▸ PROMPT:
After repeating the line containing "from the environment", stop; until then, repeat each line of the listing below exactly, starting with the first.

━━━ INFORMATION ━━━

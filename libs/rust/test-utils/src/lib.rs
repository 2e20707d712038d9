//! Shared test utilities for meugrind Rust crates.
//!
//! This crate provides:
//! - Deterministic run configuration loaded from the environment
//! - A seeded property runner and ambient configuration slot
//! - Validity matchers for sync entities
//! - Scoped suppression and in-memory capture of diagnostics
//! - Proptest generators and fixtures for entity data
//!
//! # Example
//!
//! ```
//! use meugrind_test_utils::{Harness, RunConfig, SampleEntity};
//!
//! let harness = Harness::new(RunConfig::default().with_num_runs(10));
//! harness.run(|h| {
//!     h.matchers().is_valid_entity(&SampleEntity::synced().to_json()).assert_pass();
//! });
//! ```

#![forbid(unsafe_code)]
#![warn(missing_docs)]

pub mod capture;
pub mod diagnostics;
pub mod entity;
pub mod fixtures;
pub mod generators;
pub mod harness;
pub mod matchers;
pub mod run_config;

pub use capture::{CapturedEvent, DiagnosticCapture};
pub use diagnostics::{
    DiagnosticsGuard, restore_diagnostics, suppress_diagnostics, with_suppressed_diagnostics,
};
pub use entity::{
    EntityRecord, InvalidReason, SyncStatus, Validity, validate_entity, validate_sync_status,
};
pub use fixtures::SampleEntity;
pub use generators::*;
pub use harness::{Harness, InstallOutcome, global_config, install_global_config};
pub use matchers::{
    MatcherResult, Matchers, has_valid_sync_status, install_validity_matchers, is_valid_entity,
    satisfies_property,
};
pub use meugrind_common::HarnessError;
pub use run_config::{RunConfig, load_run_config, load_run_config_from};
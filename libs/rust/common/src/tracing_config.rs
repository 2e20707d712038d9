//! Tracing subscriber setup for test binaries.
//!
//! Output goes through libtest's capturing writer, so it only shows for
//! failing tests or with `--nocapture`.

use tracing_subscriber::{EnvFilter, fmt, layer::SubscriberExt, util::SubscriberInitExt};

/// Filter used by quiet runs.
pub const QUIET_LEVEL: &str = "warn";

/// Filter used by verbose runs.
pub const VERBOSE_LEVEL: &str = "debug";

/// Tracing configuration.
#[derive(Debug, Clone, PartialEq, Eq)]
pub struct TracingConfig {
    /// Filter directive, overridden by `RUST_LOG`
    pub log_level: String,
    /// Include the event target in each line
    pub with_target: bool,
}

impl Default for TracingConfig {
    fn default() -> Self {
        Self::for_verbosity(false)
    }
}

impl TracingConfig {
    /// Configuration matching a run's verbosity.
    #[must_use]
    pub fn for_verbosity(verbose: bool) -> Self {
        Self {
            log_level: if verbose { VERBOSE_LEVEL } else { QUIET_LEVEL }.to_string(),
            with_target: verbose,
        }
    }

    /// Replace the filter directive.
    #[must_use]
    pub fn with_log_level(mut self, level: impl Into<String>) -> Self {
        self.log_level = level.into();
        self
    }

    fn filter(&self) -> EnvFilter {
        EnvFilter::try_from_default_env().unwrap_or_else(|_| EnvFilter::new(&self.log_level))
    }
}

/// Install the global subscriber.
///
/// # Errors
///
/// Fails if a global subscriber is already set.
pub fn try_init_tracing(
    config: &TracingConfig,
) -> Result<(), tracing_subscriber::util::TryInitError> {
    tracing_subscriber::registry()
        .with(config.filter())
        .with(
            fmt::layer()
                .with_test_writer()
                .with_target(config.with_target),
        )
        .try_init()?;

    tracing::debug!(level = %config.log_level, "tracing initialized");
    Ok(())
}

/// Install the global subscriber unless one is already set.
///
/// Returns whether this call installed it. Every test in a binary may call
/// this; only the first takes effect.
pub fn init_tracing(config: &TracingConfig) -> bool {
    try_init_tracing(config).is_ok()
}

━━━

▸ ANSWER BOX:
filename libs/rust/test-utils/src/lib.rs
repository 2e20707d712038d9
//! Shared test utilities for meugrind Rust crates.
//!
//! This crate provides:
//! - Deterministic run configuration loaded from the environment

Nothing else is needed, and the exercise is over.